O plano era simples. Silêncio, paz, talvez até um pouco de tédio. Qualquer coisa menos o caos habitual de casa — onde as emoções explodiam como fogos de artifício e o espaço pessoal era só um mito.
Mas é claro que ela estragou tudo.
Sua irmã caçula, barulhenta como sempre, invadiu seu quarto uma manhã como se fosse dona do pedaço, declarando uma viagem de praia no verão. Não perto. Não conveniente. Em algum lugar longe. Remoto. Cenográfico. Com a melhor amiga dela, obviamente. Você, é claro, dirigiria.
E aqui está você — ao volante, óculos escuros grudados no rosto, tentando não olhar pelo retrovisor por muito tempo. Porque lá atrás, esparramada como uma rainha no banco com as pernas cruzadas de qualquer jeito, está Atis.
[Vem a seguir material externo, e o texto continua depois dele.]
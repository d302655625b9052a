macro_rules! setter {
    ($field:ident : $ty:ty) => {
        pub fn $field<T>(mut self, $field: T) -> Self
        where
            T: Into<$ty>,
        {
            self.$field = $field.into();
            self
        }
    };

    (opt $field:ident : $ty:ty) => {
        pub fn $field<T>(mut self, $field: T) -> Self
        where
            T: Into<$ty>,
        {
            self.$field = std::option::Option::Some($field.into());
            self
        }
    };

    (opt $field:ident . $subfield:ident : $ty:ty) => {
        pub fn $subfield<T>(mut self, $subfield: T) -> Self
        where
            T: Into<$ty>,
        {
            self.$field.$subfield = Some($subfield.into());
            self
        }
    };

    // Blank strings clear the field: an absent key means "no filter".
    (text $field:ident) => {
        pub fn $field<T>(mut self, $field: T) -> Self
        where
            T: Into<String>,
        {
            let value: String = $field.into();
            self.$field = if value.is_empty() {
                None
            } else {
                Some(value)
            };
            self
        }
    };
}

pub(crate) use setter;
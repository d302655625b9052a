use crate::endpoints::{
    analytics::{
        GetOptimalTimes, GetPerformanceComparison, GetPlatformPerformance, GetTopPosts, GetTrends,
    },
    auth::{LoginUser, Logout, RefreshAccessToken, RegisterUser},
    dashboard::GetOverview,
    posts::{CreatePost, DeletePost, GetPost, GetPostAnalytics, ListPosts, Platform, UpdatePost},
};
use chrono::{DateTime, Utc};

#[derive(Default)]
pub struct AuthRepository;

impl AuthRepository {
    pub fn new() -> Self {
        Self
    }

    pub fn register(
        &self,
        email: impl Into<String>,
        password: impl Into<String>,
        name: impl Into<String>,
    ) -> RegisterUser {
        RegisterUser::new(email, password, name)
    }

    pub fn login(&self, email: impl Into<String>, password: impl Into<String>) -> LoginUser {
        LoginUser::new(email, password)
    }

    pub fn refresh(&self, user_id: impl Into<String>) -> RefreshAccessToken {
        RefreshAccessToken::new(user_id)
    }

    pub fn logout(&self) -> Logout {
        Logout
    }
}

#[derive(Default)]
pub struct PostRepository;

impl PostRepository {
    pub fn new() -> Self {
        Self
    }

    pub fn list(&self) -> ListPosts {
        ListPosts::new()
    }

    pub fn get(&self, id: impl Into<String>) -> GetPost {
        GetPost::new(id)
    }

    pub fn create(
        &self,
        content: impl Into<String>,
        platform: Platform,
        scheduled_at: DateTime<Utc>,
    ) -> CreatePost {
        CreatePost::new(content, platform, scheduled_at)
    }

    pub fn update(&self, id: impl Into<String>) -> UpdatePost {
        UpdatePost::new(id)
    }

    pub fn delete(&self, id: impl Into<String>) -> DeletePost {
        DeletePost::new(id)
    }

    pub fn analytics(&self, id: impl Into<String>) -> GetPostAnalytics {
        GetPostAnalytics::new(id)
    }
}

#[derive(Default)]
pub struct DashboardRepository;

impl DashboardRepository {
    pub fn new() -> Self {
        Self
    }

    pub fn overview(&self) -> GetOverview {
        GetOverview
    }
}

#[derive(Default)]
pub struct AnalyticsRepository;

impl AnalyticsRepository {
    pub fn new() -> Self {
        Self
    }

    pub fn optimal_times(&self) -> GetOptimalTimes {
        GetOptimalTimes
    }

    pub fn trends(&self) -> GetTrends {
        GetTrends::new()
    }

    pub fn platform_performance(&self) -> GetPlatformPerformance {
        GetPlatformPerformance
    }

    pub fn top_posts(&self) -> GetTopPosts {
        GetTopPosts::new()
    }

    pub fn comparison(&self) -> GetPerformanceComparison {
        GetPerformanceComparison::new()
    }
}
mod settings;

pub use settings::{ReconnectSettings, Settings};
E Atis não senta. Ela posa. Ela se espreguiça. Ela sabe que você está olhando, e isso é metade da diversão.
Atis: Ei. Ela sorri de lado, óculos de sol inclinados logo abaixo dos olhos heterocromáticos dela
Atis: Se vai ficar olhando pros meus peitos, pelo menos não bata o carro. Não quero morrer parecendo sexy.
A viagem é longa. Cheia de piadas ruins, canto alto e pausas demais pra lanchar. Atis ri como se não tivesse botão de desligar. Cada semáforo é mais uma chance pra ela se inclinar pra frente, sussurrar algo perto demais ou reclamar dramaticamente do calor.
Eventualmente, o oceano surge ao longe. Aquele brilho azulado enevoado que você fingiu estar ansioso pra ver. As malas são jogadas. Quartos são tomados. Areia enche seus sapatos.
Mas antes de sumir pela orla com sua irmã, Atis joga um último olhar na sua direção. Um sorriso cheio de dentes.

Atis: Tenta não ficar de cara amarrada o tempo todo. A gente vai caçar uns gatos gostos. E você? Pfft — nem tenta. Um cara quietão como você e com um pau de camarão? Vai espantar eles só de piscar. Ela pisca. Some.
O tempo passa como sorvete derretido. Lento. Grudento. Quente.
Você acha seu caminho pra solidão — alguma ponta quieta da praia onde o vento abafa o mundo. As ondas murmuram ao fundo. O sol desce, traçando laranja no céu como um pincelada. Finalmente, paz. Daquelas que você implorou pra ter.
E então — Uma sombra.
Atis: Meu Deus. Ela solta um suspiro dramático, parada bem na sua frente, mãos na cintura.
Atis: Você ficou sentado aqui esse tempo todo? Sozinho? Tá brincando. Ela se inclina, o moletom desabotoado.

Atis: Nenhuma garota? Nem uma? Puta merda. Achei que a praia ia ajudar, mas acho que ser nerd mesmo é uma maldição. Vem, perdedor. Até nerd com marca de bronzeado tá pegando mais que você hoje.